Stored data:
+--
/*
 * This Source Code Form is subject to the terms of the Mozilla Public
 * License, v. 2.0. If a copy of the MPL was not distributed with this
 * file, You can obtain one at https://mozilla.org/MPL/2.0/.
 */

/// FEN string for the starting position of chess.
pub const FEN_STARTPOS: &str = "rnbqkbnr/pppppppp/8/8/8/8/PPPPPPPP/RNBQKBNR w KQkq - 0 1";

/// Token for castling on the king's side of the board.
pub const SHORT_CASTLE: &str = "O-O";

/// Token for castling on the queen's side of the board.
pub const LONG_CASTLE: &str = "O-O-O";
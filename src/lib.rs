/*
 * This Source Code Form is subject to the terms of the Mozilla Public
 * License, v. 2.0. If a copy of the MPL was not distributed with this
 * file, You can obtain one at https://mozilla.org/MPL/2.0/.
 */

/// The rules engine: pieces, squares, the board, move generation and legality.
mod board;

/// Commands understood by the text front-end.
mod cli;

/// Code related to the engine's functionality, such as user input handling.
mod engine;

/// Presentation adapter: pixel layout, hit-testing and drag-and-drop.
mod view;

pub use board::*;
pub use cli::*;
pub use engine::*;
pub use view::*;
/*
 * This Source Code Form is subject to the terms of the Mozilla Public
 * License, v. 2.0. If a copy of the MPL was not distributed with this
 * file, You can obtain one at https://mozilla.org/MPL/2.0/.
 */

use super::Game;

/// Perform a perft at the specified depth, collecting only data about the number of possible positions (nodes).
///
/// This performs bulk counting, meaning that, at depth 1, it returns the number of available moves,
/// rather than making them, recursing again, and returning 1 for each terminal case.
///
/// The game is left exactly as it was found.
#[inline(always)]
pub fn perft(game: &mut Game, depth: usize) -> u64 {
    perft_generic::<true, false>(game, depth)
}

/// Perform a splitperft at the specified depth, printing the number of nodes reachable
/// after each move available at the root node.
#[inline(always)]
pub fn splitperft(game: &mut Game, depth: usize) -> u64 {
    perft_generic::<true, true>(game, depth)
}

/// Generic version of `perft` that allows you to specify whether to perform bulk counting and splitperft.
///
/// If `BULK` is set to `true`, this will perform bulk counting.
/// If `SPLIT` is set to `true`, this will perform a splitperft.
pub fn perft_generic<const BULK: bool, const SPLIT: bool>(game: &mut Game, depth: usize) -> u64 {
    // Bulk counting; no need to recurse again just to apply a singular move and return 1.
    if BULK && !SPLIT && depth == 1 {
        return game.legal_moves().len() as u64;
    }
    // Recursion limit; return 1, since we're fathoming this node.
    else if depth == 0 {
        return 1;
    }

    // The legal list is regenerated by every child, so it must be copied out first
    let moves = game.legal_moves().to_vec();
    let snapshot = game.snapshot();

    moves.into_iter().fold(0, |nodes, mv| {
        game.play_move(mv);
        let new_nodes = perft_generic::<BULK, false>(game, depth - 1);
        game.restore(snapshot);

        if SPLIT {
            println!("{mv}\t{new_nodes}");
        }

        nodes + new_nodes
    })
}
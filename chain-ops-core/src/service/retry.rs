use std::fmt::Display;
use std::future::Future;

use chain_ops_common::RetryPolicy;
use tokio::time::sleep;
use tracing::{info, warn};

/// Run `probe` until it succeeds, retrying at most `policy.max_attempts`
/// times with a constant delay. The error of the last attempt is returned
/// as is.
pub async fn retry<T, E, F, Fut>(policy: &RetryPolicy, mut probe: F) -> Result<T, E>
where
    F: FnMut() -> Fut,
    Fut: Future<Output = Result<T, E>>,
    E: Display,
{
    let max_attempts = u64::from(policy.max_attempts);
    let mut attempt: u64 = 0;

    loop {
        attempt += 1;

        match probe().await {
            Ok(value) => return Ok(value),
            Err(e) if attempt > max_attempts => {
                warn!("Giving up after {} attempts: {}", attempt, e);
                return Err(e);
            }
            Err(e) => {
                warn!("Attempt {}/{} failed: {}", attempt, max_attempts + 1, e);
                info!("Wait {}s.", policy.wait.as_secs());
                sleep(policy.wait).await;
            }
        }
    }
}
+--
WORK REQUIRED: All the entries must be retyped exactly.

EXPECTED OUTPUT:
/*
 * This Source Code Form is subject to the terms of the Mozilla Public
 * License, v. 2.0. If a copy of the MPL was not distributed with this
 * file, You can obtain one at https://mozilla.org/MPL/2.0/.
 */

/// FEN string for the starting position of chess.
pub const FEN_STARTPOS: &str = "rnbqkbnr/pppppppp/8/8/8/8/PPPPPPPP/RNBQKBNR w KQkq - 0 1";

/// Token for castling on the king's side of the board.
pub const SHORT_CASTLE: &str = "O-O";

/// Token for castling on the queen's side of the board.
pub const LONG_CASTLE: &str = "O-O-O";
filename src/lib.rs
/*
 * This Source Code Form is subject to the terms of the Mozilla Public
 * License, v. 2.0. If a copy of the MPL was not distributed with this
 * file, You can obtain one at https://mozilla.org/MPL/2.0/.
 */

/// The rules engine: pieces, squares, the board, move generation and legality.
mod board;

/// Commands understood by the text front-end.
mod cli;

/// Code related to the engine's functionality, such as user input handling.
mod engine;

/// Presentation adapter: pixel layout, hit-testing and drag-and-drop.
mod view;

pub use board::*;
pub use cli::*;
pub use engine::*;
pub use view::*;
/*
 * This Source Code Form is subject to the terms of the Mozilla Public
 * License, v. 2.0. If a copy of the MPL was not distributed with this
 * file, You can obtain one at https://mozilla.org/MPL/2.0/.
 */

use super::Game;

/// Perform a perft at the specified depth, collecting only data about the number of possible positions (nodes).
///
/// This performs bulk counting, meaning that, at depth 1, it returns the number of available moves,
/// rather than making them, recursing again, and returning 1 for each terminal case.
///
/// The game is left exactly as it was found.
#[inline(always)]
pub fn perft(game: &mut Game, depth: usize) -> u64 {
    perft_generic::<true, false>(game, depth)
}

/// Perform a splitperft at the specified depth, printing the number of nodes reachable
/// after each move available at the root node.
#[inline(always)]
pub fn splitperft(game: &mut Game, depth: usize) -> u64 {
    perft_generic::<true, true>(game, depth)
}

/// Generic version of `perft` that allows you to specify whether to perform bulk counting and splitperft.
///
/// If `BULK` is set to `true`, this will perform bulk counting.
/// If `SPLIT` is set to `true`, this will perform a splitperft.
pub fn perft_generic<const BULK: bool, const SPLIT: bool>(game: &mut Game, depth: usize) -> u64 {
    // Bulk counting; no need to recurse again just to apply a singular move and return 1.
    if BULK && !SPLIT && depth == 1 {
        return game.legal_moves().len() as u64;
    }
    // Recursion limit; return 1, since we're fathoming this node.
    else if depth == 0 {
        return 1;
    }

    // The legal list is regenerated by every child, so it must be copied out first
    let moves = game.legal_moves().to_vec();
    let snapshot = game.snapshot();

    moves.into_iter().fold(0, |nodes, mv| {
        game.play_move(mv);
        let new_nodes = perft_generic::<BULK, false>(game, depth - 1);
        game.restore(snapshot);

        if SPLIT {
            println!("{mv}\t{new_nodes}");
        }

        nodes + new_nodes
    })
}
filename chain-ops-core/src/service/retry.rs
use std::fmt::Display;
use std::future::Future;

use chain_ops_common::RetryPolicy;
use tokio::time::sleep;
use tracing::{info, warn};

/// Run `probe` until it succeeds, retrying at most `policy.max_attempts`
/// times with a constant delay. The error of the last attempt is returned
/// as is.
pub async fn retry<T, E, F, Fut>(policy: &RetryPolicy, mut probe: F) -> Result<T, E>
where
    F: FnMut() -> Fut,
    Fut: Future<Output = Result<T, E>>,
    E: Display,
{
    let max_attempts = u64::from(policy.max_attempts);
    let mut attempt: u64 = 0;

    loop {
        attempt += 1;

        match probe().await {
            Ok(value) => return Ok(value),
            Err(e) if attempt > max_attempts => {
                warn!("Giving up after {} attempts: {}", attempt, e);
                return Err(e);
            }
            Err(e) => {
                warn!("Attempt {}/{} failed: {}", attempt, max_attempts + 1, e);
                info!("Wait {}s.", policy.wait.as_secs());
                sleep(policy.wait).await;
            }
        }
    }
}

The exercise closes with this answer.